No era, sin embargo, una oposición tolerada la suya: era la que más dolía, porque era cuña de la misma madera de aquel sistema que cada vez tenía menos sentido, si es que alguna vez lo tuvo. Don Joaquín, a quien con simpatía llamábamos, en los ámbitos de la oposición periodística, «sor intrépida», como una película benévola y algo ñoña en boga, era de derechas, católico a machamartillo, jurista e incapaz de matar a una mosca. Era hombre, además, de honradez inconmovible, y dicen que poco apegado a las cosas de este mundo*siempre y cuando hacer política no sea algo considerado como cosa de este mundo.

Pese a su entusiasmo en el activismo político, tuvo mala suerte con sus aliados -nunca se entendió bien con su correoso correligionario Gil-Robles, ni con el hijo de este, con el que hizo candidatura democristiana- y peor en las urnas: sus mítines podían ser místicos, pero no inflamaban a nadie. Salía mucho más en los titulares de alguna prensa, que empujaba el tránsito hacia el fin de la dictadura, de lo que luego apareció en las papeletas de votación. Si Adolfo Suárez, cuando dejó la Presidencia y encabezó aquel partido suyo, el Centro Democrático y Social, llegó a decir amargamente «aplaudidme menos y votadme más», Don Joaquín podría haber exclamado algo parecido a «veneradme algo menos y votadme, al menos, algo».

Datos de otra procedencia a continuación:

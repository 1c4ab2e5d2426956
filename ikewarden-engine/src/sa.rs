//! ## ikewarden-engine::sa
//! **Security association records**
//!
//! An SA is owned by the [`crate::registry::SaRegistry`] arena and addressed
//! by [`SaId`]. Everything else (timers, exchanges, the DPD engine) holds ids,
//! never the record itself.

use std::fmt;
use std::net::SocketAddr;
use std::ops::{BitOr, BitOrAssign};

use bytes::Bytes;

use ikewarden_core::{TimerHandle, Timestamp};
use ikewarden_protocols::{Cookies, ExchangeType};

use crate::transport::TransportId;

#[derive(Debug, Clone, Copy, PartialEq, Eq, Hash, PartialOrd, Ord)]
pub struct SaId(pub u64);

impl fmt::Display for SaId {
    fn fmt(&self, f: &mut fmt::Formatter<'_>) -> fmt::Result {
        write!(f, "sa#{}", self.0)
    }
}

#[derive(Debug, Clone, Copy, PartialEq, Eq, Hash, PartialOrd, Ord)]
pub enum Phase {
    One,
    Two,
}

impl Phase {
    pub fn number(self) -> u8 {
        match self {
            Phase::One => 1,
            Phase::Two => 2,
        }
    }
}

impl fmt::Display for Phase {
    fn fmt(&self, f: &mut fmt::Formatter<'_>) -> fmt::Result {
        write!(f, "{}", self.number())
    }
}

#[derive(Debug, Clone, Copy, PartialEq, Eq, Hash)]
pub enum ProtoId {
    Isakmp,
    Ah,
    Esp,
    IpComp,
}

/// Per-protocol record of an SA.
#[derive(Debug, Clone, PartialEq, Eq)]
pub struct Proto {
    pub proto: ProtoId,
    pub spi_in: Bytes,
    pub spi_out: Bytes,
    pub transform_id: u8,
    pub data: Bytes,
}

impl Proto {
    pub fn new(proto: ProtoId, spi_in: u32, spi_out: u32, transform_id: u8) -> Self {
        Self {
            proto,
            spi_in: Bytes::copy_from_slice(&spi_in.to_be_bytes()),
            spi_out: Bytes::copy_from_slice(&spi_out.to_be_bytes()),
            transform_id,
            data: Bytes::new(),
        }
    }

    pub fn has_spi(&self, spi: &[u8]) -> bool {
        self.spi_in.as_ref() == spi || self.spi_out.as_ref() == spi
    }
}

#[derive(Clone, Copy, PartialEq, Eq, Hash, Default)]
pub struct SaFlags(u16);

impl SaFlags {
    pub const NONE: SaFlags = SaFlags(0);
    pub const READY: SaFlags = SaFlags(0x01);
    pub const STAYALIVE: SaFlags = SaFlags(0x02);
    pub const ONDEMAND: SaFlags = SaFlags(0x04);
    pub const REPLACED: SaFlags = SaFlags(0x08);
    pub const FADING: SaFlags = SaFlags(0x10);
    pub const ACTIVE_ONLY: SaFlags = SaFlags(0x20);
    pub const DPD_CAPABLE: SaFlags = SaFlags(0x40);
    pub const DPD_ACTIVE: SaFlags = SaFlags(0x80);

    const NAMES: [(SaFlags, &'static str); 8] = [
        (SaFlags::READY, "ready"),
        (SaFlags::STAYALIVE, "stayalive"),
        (SaFlags::ONDEMAND, "ondemand"),
        (SaFlags::REPLACED, "replaced"),
        (SaFlags::FADING, "fading"),
        (SaFlags::ACTIVE_ONLY, "active-only"),
        (SaFlags::DPD_CAPABLE, "dpd-capable"),
        (SaFlags::DPD_ACTIVE, "dpd-active"),
    ];

    pub fn contains(self, other: SaFlags) -> bool {
        self.0 & other.0 == other.0
    }

    pub fn insert(&mut self, other: SaFlags) {
        self.0 |= other.0;
    }

    pub fn remove(&mut self, other: SaFlags) {
        self.0 &= !other.0;
    }

    pub fn is_empty(self) -> bool {
        self.0 == 0
    }
}

impl BitOr for SaFlags {
    type Output = SaFlags;

    fn bitor(self, rhs: SaFlags) -> SaFlags {
        SaFlags(self.0 | rhs.0)
    }
}

impl BitOrAssign for SaFlags {
    fn bitor_assign(&mut self, rhs: SaFlags) {
        self.insert(rhs);
    }
}

impl fmt::Debug for SaFlags {
    fn fmt(&self, f: &mut fmt::Formatter<'_>) -> fmt::Result {
        write!(f, "SaFlags({self})")
    }
}

impl fmt::Display for SaFlags {
    fn fmt(&self, f: &mut fmt::Formatter<'_>) -> fmt::Result {
        let names: Vec<&str> = Self::NAMES
            .iter()
            .filter(|(flag, _)| self.contains(*flag))
            .map(|(_, name)| *name)
            .collect();
        if names.is_empty() {
            f.write_str("-")
        } else {
            f.write_str(&names.join(","))
        }
    }
}

/// What the exchange engine knows when it asks for a new SA.
#[derive(Debug, Clone)]
pub struct SaContext {
    pub cookies: Cookies,
    pub message_id: Option<[u8; 4]>,
    pub name: Option<String>,
    pub phase: Phase,
    pub exchange_type: ExchangeType,
    pub peer: SocketAddr,
    pub flags: SaFlags,
    pub protos: Vec<Proto>,
}

impl SaContext {
    pub fn phase1(cookies: Cookies, peer: SocketAddr) -> Self {
        Self {
            cookies,
            message_id: None,
            name: None,
            phase: Phase::One,
            exchange_type: ExchangeType::IdentityProtection,
            peer,
            flags: SaFlags::NONE,
            protos: Vec::new(),
        }
    }

    pub fn phase2(cookies: Cookies, message_id: [u8; 4], peer: SocketAddr) -> Self {
        Self {
            cookies,
            message_id: Some(message_id),
            name: None,
            phase: Phase::Two,
            exchange_type: ExchangeType::QuickMode,
            peer,
            flags: SaFlags::NONE,
            protos: Vec::new(),
        }
    }

    pub fn named(mut self, name: impl Into<String>) -> Self {
        self.name = Some(name.into());
        self
    }

    pub fn with_flags(mut self, flags: SaFlags) -> Self {
        self.flags |= flags;
        self
    }

    pub fn with_proto(mut self, proto: Proto) -> Self {
        self.protos.push(proto);
        self
    }
}

#[derive(Debug)]
pub struct SecurityAssociation {
    pub id: SaId,
    pub cookies: Cookies,
    pub message_id: Option<[u8; 4]>,
    pub name: Option<String>,
    pub phase: Phase,
    pub exchange_type: ExchangeType,
    pub protos: Vec<Proto>,
    pub flags: SaFlags,
    pub seconds: u64,
    pub kilobytes: u64,
    pub transport: TransportId,
    pub peer: SocketAddr,
    /// Last R-U-THERE sequence sent; zero until the first probe.
    pub dpd_seq: u32,
    /// Highest R-U-THERE sequence accepted from the peer.
    pub dpd_rseq: u32,

    pub(crate) refcnt: u32,
    pub(crate) linked: bool,
    pub(crate) soft_timer: Option<TimerHandle>,
    pub(crate) hard_timer: Option<TimerHandle>,
    pub(crate) dpd_timer: Option<TimerHandle>,
}

impl SecurityAssociation {
    pub(crate) fn new(id: SaId, ctx: SaContext, transport: TransportId) -> Self {
        Self {
            id,
            cookies: ctx.cookies,
            message_id: ctx.message_id,
            name: ctx.name,
            phase: ctx.phase,
            exchange_type: ctx.exchange_type,
            protos: ctx.protos,
            flags: ctx.flags,
            seconds: 0,
            kilobytes: 0,
            transport,
            peer: ctx.peer,
            dpd_seq: 0,
            dpd_rseq: 0,
            refcnt: 1,
            linked: true,
            soft_timer: None,
            hard_timer: None,
            dpd_timer: None,
        }
    }

    pub fn refcnt(&self) -> u32 {
        self.refcnt
    }

    /// Still reachable through the registry indexes.
    pub fn is_linked(&self) -> bool {
        self.linked
    }

    pub fn soft_deadline(&self) -> Option<Timestamp> {
        self.soft_timer.as_ref().map(TimerHandle::deadline)
    }

    pub fn hard_deadline(&self) -> Option<Timestamp> {
        self.hard_timer.as_ref().map(TimerHandle::deadline)
    }

    pub fn dpd_deadline(&self) -> Option<Timestamp> {
        self.dpd_timer.as_ref().map(TimerHandle::deadline)
    }

    /// Attaches a protocol record; replaces one with the same protocol id.
    pub fn add_proto(&mut self, proto: Proto) {
        self.protos.retain(|p| p.proto != proto.proto);
        self.protos.push(proto);
    }
}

Haciendo mis pinitos en un periódico madrileño liberal de la época, el Informaciones -A Franco le faltaban pocos meses para morir–, tenía previsto publicar en mi página una caricatura cuyo autor era uno de los aún hoy más conocidos dibujantes de humor de España; en el dibujo se veía a Santiago Carrillo, Felipe González, Tierno Galván y Ruiz Giménez con un ariete con el que trataban de derribar el «bunker» del franquismo, representado como una torre medieval defendida por Girón de Velasco, un «duro entre los duros» del Régimen, merecidamente hoy en el olvido (a Franco no era aconsejable, claro, caricaturizarlo). No le gustó al director del periódico el proyecto de dibujo, porque en él aparecía Carrillo, personaje prohibido por los censores del momento, aunque ocasionalmente se tolerase publicar su nombre -nunca una fotografía suya–.

«Que le den un golpe a Carrillo», dijo el director, apremiado por la hora de salida del diario. Se refería a que el regidor de la imprenta, con un punzón, eliminase la efigie del líder comunista antes de llevar el cartón a la platina (eran, sí, otros tiempos en el periodismo, los de la linotipia, anteriores al ordenador). Con mala puntería, el regidor no sólo eliminó la imagen de Carrillo, sino también las de González y Tierno y el periódico salió con Don Joaquín como único adalid de la oposición tratando de derribar, en solitario, los cimientos del franquismo.

No, no estuvo, contra lo que aquella mañana representamos en el Informaciones -lamentablemente desaparecido, como tantas cabeceras de la época _, solamente Don Joaquín frente a la dictadura. Pero fue una parte esencial en el engranaje de la lucha contra ella. Un político, ay, que era de otra era, de otra manera y de otra madera, y esta inevitable reflexión es lo primero que sentí cuando se confirmó oficialmente este jueves una muerte que llevaba muchos años anunciada.